Average sensitivity as a function of processing time for the critical four conditions (bright cued, bright uncued, dim cued, and dim uncued). The cued conditions have a greater intercept than the uncued conditions, which reflects delayed starting points for information processing. This effect was identical for the bright and the dim cues
Tone RT
The main effect of cue was significant [F(1, 9) = 7.59, p < .05] (Table 2). RTs were 5.67 ms slower for targets at cued than at uncued locations. The main effect of TTOA was significant [F(6, 54) = 33.41, p < .001]; there was a U-shaped function relating overall RT to TTOA. In addition, the Cue × TTOA interaction was significant [F(6, 54) = 10.39, p < .001]. IOR appeared at the earlier TTOAs and disappeared at later TTOAs (see Table 2). None of the other main effects or interactions reached significance [Cue Luminance × Cue, F(1, 9) = 0.48, p = .50; Cue Luminance × Cue × TTOA, F(6, 54) = 0.15, p = .99].

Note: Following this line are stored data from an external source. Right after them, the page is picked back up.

#[cfg(test)]
mod test {
    use std::collections::BTreeMap;
    use std::sync::atomic::{AtomicUsize, Ordering};

    use borealis_core::clock::SystemClock;
    use borealis_core::model::{
        AssignedTask, Identity, JobKey, ResourceRequest, TaskConfig, TaskState,
    };

    use crate::metrics::InProcessMetricsCollector;

    use super::*;

    #[derive(Default)]
    struct ScriptedPlacer {
        /// Succeed from this attempt number onward.
        succeed_after: usize,
        attempts: AtomicUsize,
    }

    #[async_trait]
    impl TaskPlacer for ScriptedPlacer {
        async fn try_place(&self, _task_id: &str) -> Result<bool> {
            let attempt = self.attempts.fetch_add(1, Ordering::SeqCst);
            Ok(attempt >= self.succeed_after)
        }
    }

    #[derive(Default)]
    struct NoopPreemptor {
        asked: AtomicUsize,
    }

    #[async_trait]
    impl Preemptor for NoopPreemptor {
        async fn attempt_preemption_for(&self, _task_id: &str) -> Result<Option<String>> {
            self.asked.fetch_add(1, Ordering::SeqCst);
            Ok(None)
        }
    }

    fn test_task(task_id: &str, job_name: &str) -> ScheduledTask {
        let config = TaskConfig {
            job: JobKey::new("web", "prod", job_name),
            owner: Identity::new("ops"),
            is_service: false,
            priority: 0,
            production: false,
            max_task_failures: 1,
            resources: ResourceRequest::new(1.0, 128, 16),
            command: "run".to_owned(),
            constraints: vec![],
            metadata: BTreeMap::new(),
        };
        ScheduledTask {
            assigned: AssignedTask::new(task_id, 0, config),
            status: TaskState::Pending,
            failure_count: 0,
            ancestor_id: None,
            task_events: vec![],
        }
    }

    fn test_groups(
        placer: Arc<dyn TaskPlacer>,
        preemptor: Arc<dyn Preemptor>,
    ) -> Arc<TaskGroups> {
        Arc::new(TaskGroups::new(
            placer,
            preemptor,
            Arc::new(RateLimiter::new(1_000.0)),
            Arc::new(TruncatedBinaryBackoff::new(5, 50)),
            Arc::new(SystemClock),
            Arc::new(InProcessMetricsCollector::default()),
        ))
    }

    async fn await_condition<F: Fn() -> bool>(condition: F, timeout_ms: u64) -> bool {
        let deadline = Instant::now() + Duration::from_millis(timeout_ms);
        while Instant::now() < deadline {
            if condition() {
                return true;
            }
            tokio::time::sleep(Duration::from_millis(5)).await;
        }
        condition()
    }

    #[tokio::test]
    async fn test_group_drains_and_invalidates_on_success() {
        let placer = Arc::new(ScriptedPlacer::default());
        let groups = test_groups(placer.clone(), Arc::new(NoopPreemptor::default()));

        groups.task_pending(&test_task("t-1", "api"), 0);
        groups.task_pending(&test_task("t-2", "api"), 0);
        assert_eq!(groups.group_count(), 1);

        assert!(
            await_condition(|| groups.group_count() == 0, 2_000).await,
            "group should drain and drop itself"
        );
        assert_eq!(placer.attempts.load(Ordering::SeqCst), 2);
    }

    #[tokio::test]
    async fn test_same_fingerprint_shares_a_group() {
        let placer = Arc::new(ScriptedPlacer {
            succeed_after: usize::MAX,
            ..Default::default()
        });
        let groups = test_groups(placer, Arc::new(NoopPreemptor::default()));

        groups.task_pending(&test_task("t-1", "api"), 1_000);
        groups.task_pending(&test_task("t-2", "api"), 1_000);
        groups.task_pending(&test_task("t-3", "cache"), 1_000);

        assert_eq!(groups.group_count(), 2);
        assert_eq!(groups.pending_tasks(), 3);
    }

    #[tokio::test]
    async fn test_duplicate_enqueue_is_ignored() {
        let placer = Arc::new(ScriptedPlacer {
            succeed_after: usize::MAX,
            ..Default::default()
        });
        let groups = test_groups(placer, Arc::new(NoopPreemptor::default()));

        let task = test_task("t-1", "api");
        groups.task_pending(&task, 1_000);
        groups.task_pending(&task, 1_000);
        assert_eq!(groups.pending_tasks(), 1);
    }

    #[tokio::test]
    async fn test_failure_backs_off_and_consults_preemptor() {
        let placer = Arc::new(ScriptedPlacer {
            succeed_after: 2,
            ..Default::default()
        });
        let preemptor = Arc::new(NoopPreemptor::default());
        let groups = test_groups(placer.clone(), preemptor.clone());

        groups.task_pending(&test_task("t-1", "api"), 0);

        assert!(
            await_condition(|| groups.group_count() == 0, 2_000).await,
            "task should eventually place after failed attempts"
        );
        assert_eq!(placer.attempts.load(Ordering::SeqCst), 3);
        assert_eq!(preemptor.asked.load(Ordering::SeqCst), 2);
    }

    #[tokio::test]
    async fn test_deleted_tasks_leave_their_queue() {
        let placer = Arc::new(ScriptedPlacer {
            succeed_after: usize::MAX,
            ..Default::default()
        });
        let groups = test_groups(placer, Arc::new(NoopPreemptor::default()));

        groups.task_pending(&test_task("t-1", "api"), 5_000);
        groups.task_pending(&test_task("t-2", "api"), 5_000);
        groups.tasks_deleted(&["t-1".to_owned()]);
        assert_eq!(groups.pending_tasks(), 1);
    }

    #[tokio::test]
    async fn test_backoff_doubles_and_caps() {
        let backoff = TruncatedBinaryBackoff::new(10, 100);
        let mut penalty = backoff.initial_ms();
        penalty = backoff.next_ms(penalty);
        assert!(penalty >= 20 && penalty <= 23, "got {penalty}");

        for _ in 0..10 {
            penalty = backoff.next_ms(penalty);
        }
        assert_eq!(penalty, 100);
    }

    #[tokio::test]
    async fn test_rate_limiter_spaces_permits() {
        let limiter = RateLimiter::new(100.0);
        let start = Instant::now();
        for _ in 0..5 {
            limiter.acquire().await;
        }
        // 5 permits at 100qps: at least ~40ms after the first free permit.
        assert!(start.elapsed() >= Duration::from_millis(35));
    }
}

Figure 10 shows the mean IOR for all combinations of cue luminance and SOA. Separate ANOVAs with the factors of Cue Luminance and Cue were performed at each TTOA. There were significant effects of cue at TTOAs of 90 ms [F(1, 9) = 14.80, p < .01] and 180 ms [F(1, 9) = 23.97, p < .01] (magnitude of IOR effects: 13.82 and 20.48 ms, respectively). There was a main effect of cue luminance at TTOA 450 ms [F(1, 9) = 7.58, p < .05], with RTs slower after a bright than after a dim cue (a 5.15-ms effect).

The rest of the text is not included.